## Stocks Filter and Pre Analysis (v2)

This scripts gets data from the websites filtering out stocks/company tickers according the parameters.

In [1]:
# Filter Parameters
MIN_LIQUIDEZ_DIARIA_MEDIA     = 500_000
MIN_FUNDAMENTEI_USERS_SCORE   = 4
MIN_FUNDAMENTEI_USERS_REVIEWS = 50
MAX_YEARS_FOR_HIST_DATA       = 10

------

In [None]:
import numpy
import os
import pandas
import sys

from tenacity import retry, wait_random, stop_after_attempt
from sklearn.linear_model import LinearRegression  # scikit-learn
from tqdm import tqdm

module_path = os.path.abspath(os.path.join('..'))
if module_path not in sys.path:
    sys.path.append(module_path)

from libs.scrapers.statusinvest import StockListScraper as StatusInvestList
from libs.scrapers.statusinvest import StockExtraInfosScraper as StatusInvestExtraInfos
from libs.scrapers.statusinvest import StockHistIndicatorsScraper as StatusInvestHistInfos
from libs.scrapers.fundamentei import StockInfosScraper as FundamenteiInfos


------

In [3]:
# General data from Status Invest
stocks_general_data_df = StatusInvestList().dataframe_format

In [4]:
# Filter out by filters
if MIN_LIQUIDEZ_DIARIA_MEDIA:
    stocks_general_data_df = stocks_general_data_df[
        stocks_general_data_df["LIQUIDEZ MEDIA DIARIA"] >= MIN_LIQUIDEZ_DIARIA_MEDIA
    ]

# Filter out only the less liquid stock from each company
stocks_general_data_df["PREFIX"] = stocks_general_data_df["TICKER"].str.upper().str[:4]
stocks_general_data_df.sort_values("LIQUIDEZ MEDIA DIARIA", ascending=False, inplace=True)
stocks_general_data_df.drop_duplicates("PREFIX", keep="first", inplace=True)
stocks_general_data_df.drop("PREFIX", axis=1, inplace=True)

------

In [5]:
@retry(stop=stop_after_attempt(5), wait=wait_random(min=1, max=5))
def get_stock_infos_df(stock_ticker: str) -> pandas.DataFrame:
    return FundamenteiInfos(stock_ticker).dataframe_format

In [6]:
# get info from all stocks
stock_infos_df = None
failed_tickers = []

for stock_ticker in tqdm(stocks_general_data_df["TICKER"]):
    try:
        # read stock infos
        si_df = get_stock_infos_df(stock_ticker)
        si_df.columns = [stock_ticker]
        si_df = si_df.T
        stock_infos_df = pandas.concat([stock_infos_df, si_df])
    except:
        failed_tickers.append(stock_ticker)

# show failures (tickers)
print(f"Filed stock tickers: {failed_tickers}")

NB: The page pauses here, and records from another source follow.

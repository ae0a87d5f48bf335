extern crate thiserror;

use std::io;

use thiserror::Error;

/// Error type.
#[derive(Debug, Error)]
pub enum Error {
    #[error("{0}")]
    Lemma(#[from] lemma::Error),

    #[error("{0}")]
    Io(#[from] IoError),

    #[error("{0}")]
    Dataset(#[from] DatasetError),
}

/// I/O errors.
#[derive(Debug, Error, PartialEq)]
pub enum IoError {
    #[error("File Error: {0}")]
    File(io::ErrorKind),
}

/// Training data errors.
#[derive(Debug, Error, PartialEq)]
pub enum DatasetError {
    #[error("Missing column '{column}' at line {line}")]
    MissingColumn { line: usize, column: &'static str },

    #[error("Unexpected column at line {line}: {value}")]
    ExtraColumn { line: usize, value: String },

    #[error("JSON Error: {0}")]
    Json(String),
}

100%|██████████| 226/226 [04:31<00:00,  1.20s/it]

Filed stock tickers: ['BOAS3', 'SQIA3', 'ENBR3', 'MODL3', 'PARD3', 'BRPR3']





In [7]:
# Convet types
stock_infos_df["Nota dos Usuários"] = stock_infos_df["Nota dos Usuários"].astype(float)
stock_infos_df["Num. de Votos"] = stock_infos_df["Num. de Votos"].astype(int)

In [8]:
# Filter out by filters
if MIN_FUNDAMENTEI_USERS_SCORE:
    stock_infos_df = stock_infos_df[
        stock_infos_df['Nota dos Usuários'] >= MIN_FUNDAMENTEI_USERS_SCORE
    ]

if MIN_FUNDAMENTEI_USERS_REVIEWS:
    stock_infos_df = stock_infos_df[
        stock_infos_df['Num. de Votos'] >= MIN_FUNDAMENTEI_USERS_REVIEWS
    ]

-------

In [9]:
# Get extra infos from Status Invest
extra_infos_df = None

for stock_ticker in tqdm(stock_infos_df["Ticker"]):
    ei_df = StatusInvestExtraInfos(stock_ticker).dataframe_format
    ei_df.columns = [stock_ticker]
    ei_df = ei_df.T
    extra_infos_df = pandas.concat([extra_infos_df, ei_df])

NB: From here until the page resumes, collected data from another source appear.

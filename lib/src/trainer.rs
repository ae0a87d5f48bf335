//! Exception learning.
//!
//! Training runs every example through the [`RuleEngine`] and keeps the full
//! forms the rules get wrong. A form that is mispredicted at least once keeps
//! every gold lemma observed for it, so homographs whose readings split
//! between "rule is right" and "rule is wrong" stay fully represented.

extern crate hashbrown;

use std::time::Instant;

use hashbrown::HashMap;
use tracing::{debug, trace};

use crate::{
    engine::RuleEngine,
    error::{Error, Result},
    exceptions::{ExceptionEntry, ExceptionTable},
    word_class::WordClass,
};

/// One observed correct mapping.
#[derive(Clone, Debug, Hash, PartialEq, Eq)]
pub struct TrainingExample {
    pub word_class: WordClass,
    pub full_form: String,
    pub lemma: String,
}

impl TrainingExample {
    pub fn new<C, F, L>(word_class: C, full_form: F, lemma: L) -> Self
    where
        C: Into<WordClass>,
        F: Into<String>,
        L: Into<String>,
    {
        Self {
            word_class: word_class.into(),
            full_form: full_form.into(),
            lemma: lemma.into(),
        }
    }
}

/// Zips a `(word_class, full_form)` column with a `lemma` column.
impl<C, F, L> From<((C, F), L)> for TrainingExample
where
    C: Into<WordClass>,
    F: Into<String>,
    L: Into<String>,
{
    fn from(((word_class, full_form), lemma): ((C, F), L)) -> Self {
        Self::new(word_class, full_form, lemma)
    }
}

#[derive(Debug, Default)]
struct FormAccumulator {
    entry: ExceptionEntry,
    mispredicted: bool,
}

#[derive(Clone, Debug, Default)]
pub struct Trainer {
    engine: RuleEngine,
}

impl Trainer {
    #[inline]
    pub fn new(engine: RuleEngine) -> Self {
        Self { engine }
    }

    /// Builds a fresh [`ExceptionTable`] from `examples`.
    ///
    /// Every class of the rule table gets an entry in the result, possibly
    /// empty. Fails with [`Error::UnknownWordClass`] on the first example
    /// whose class has no rules, before anything is learned.
    pub fn fit<'a, I>(&self, examples: I) -> Result<ExceptionTable>
    where
        I: IntoIterator<Item = &'a TrainingExample>,
    {
        let started = Instant::now();
        let rules = self.engine.rules();

        let mut by_class: HashMap<&WordClass, Vec<&TrainingExample>> =
            rules.classes().map(|class| (class, Vec::new())).collect();

        for example in examples {
            match by_class.get_mut(&example.word_class) {
                Some(bucket) => bucket.push(example),
                None => return Err(Error::UnknownWordClass(example.word_class.clone())),
            }
        }

        let mut builder = ExceptionTable::builder();

        for (class, examples) in by_class {
            debug!("building exceptions for word class '{class}'");
            builder.class(class.clone());

            for (full_form, accumulator) in self.accumulate(class, &examples)? {
                if accumulator.mispredicted {
                    builder.insert_entry(class.clone(), full_form, accumulator.entry);
                }
            }
        }

        let table = builder.build();

        debug!(
            "training complete: {} exceptions for {} forms in {:.2}s",
            table.lemma_count(),
            table.len(),
            started.elapsed().as_secs_f64()
        );

        Ok(table)
    }

    fn accumulate<'e>(
        &self,
        class: &WordClass,
        examples: &[&'e TrainingExample],
    ) -> Result<HashMap<&'e str, FormAccumulator>> {
        let mut forms: HashMap<&str, FormAccumulator> = HashMap::new();

        for &example in examples {
            let predicted = self.engine.apply_rules(class, &example.full_form)?;
            let accumulator = forms.entry(example.full_form.as_str()).or_default();

            accumulator.entry.observe(&example.lemma, 1);

            if !(predicted.is_single() && predicted.contains(&example.lemma)) {
                trace!(
                    "{class} '{}': predicted {:?}, expected '{}'",
                    example.full_form,
                    predicted.first(),
                    example.lemma
                );
                accumulator.mispredicted = true;
            }
        }

        Ok(forms)
    }
}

100%|██████████| 42/42 [00:56<00:00,  1.35s/it]


-----

In [10]:
# Concatenate all historical data available in the website (API)
def get_historical_data(stock_ticker: str) -> pandas.DataFrame:
    hist_df = None

    # Infos: dy, p_l, p_vp, p_ebita, p_ebit, p_sr, p_ativo, p_capitlgiro,
    #        p_ativocirculante, ev_ebitda, ev_ebit, lpa, vpa, peg_Ratio,
    #        dividaliquida_patrimonioliquido, dividaliquida_ebitda,
    #        dividaliquida_ebit, patrimonio_ativo, passivo_ativo,
    #        liquidezcorrente, margembruta, margemebitda, margemebit,
    #        margemliquida, roe, roa, roic, giro_ativos, receitas_cagr5,
    #        lucros_cagr5
    hist_inds = StatusInvestHistInfos(stock_ticker).dataframe_format
    hist_df = pandas.concat([hist_df, hist_inds])

    # sort columns
    hist_df = hist_df[sorted(hist_df.columns)]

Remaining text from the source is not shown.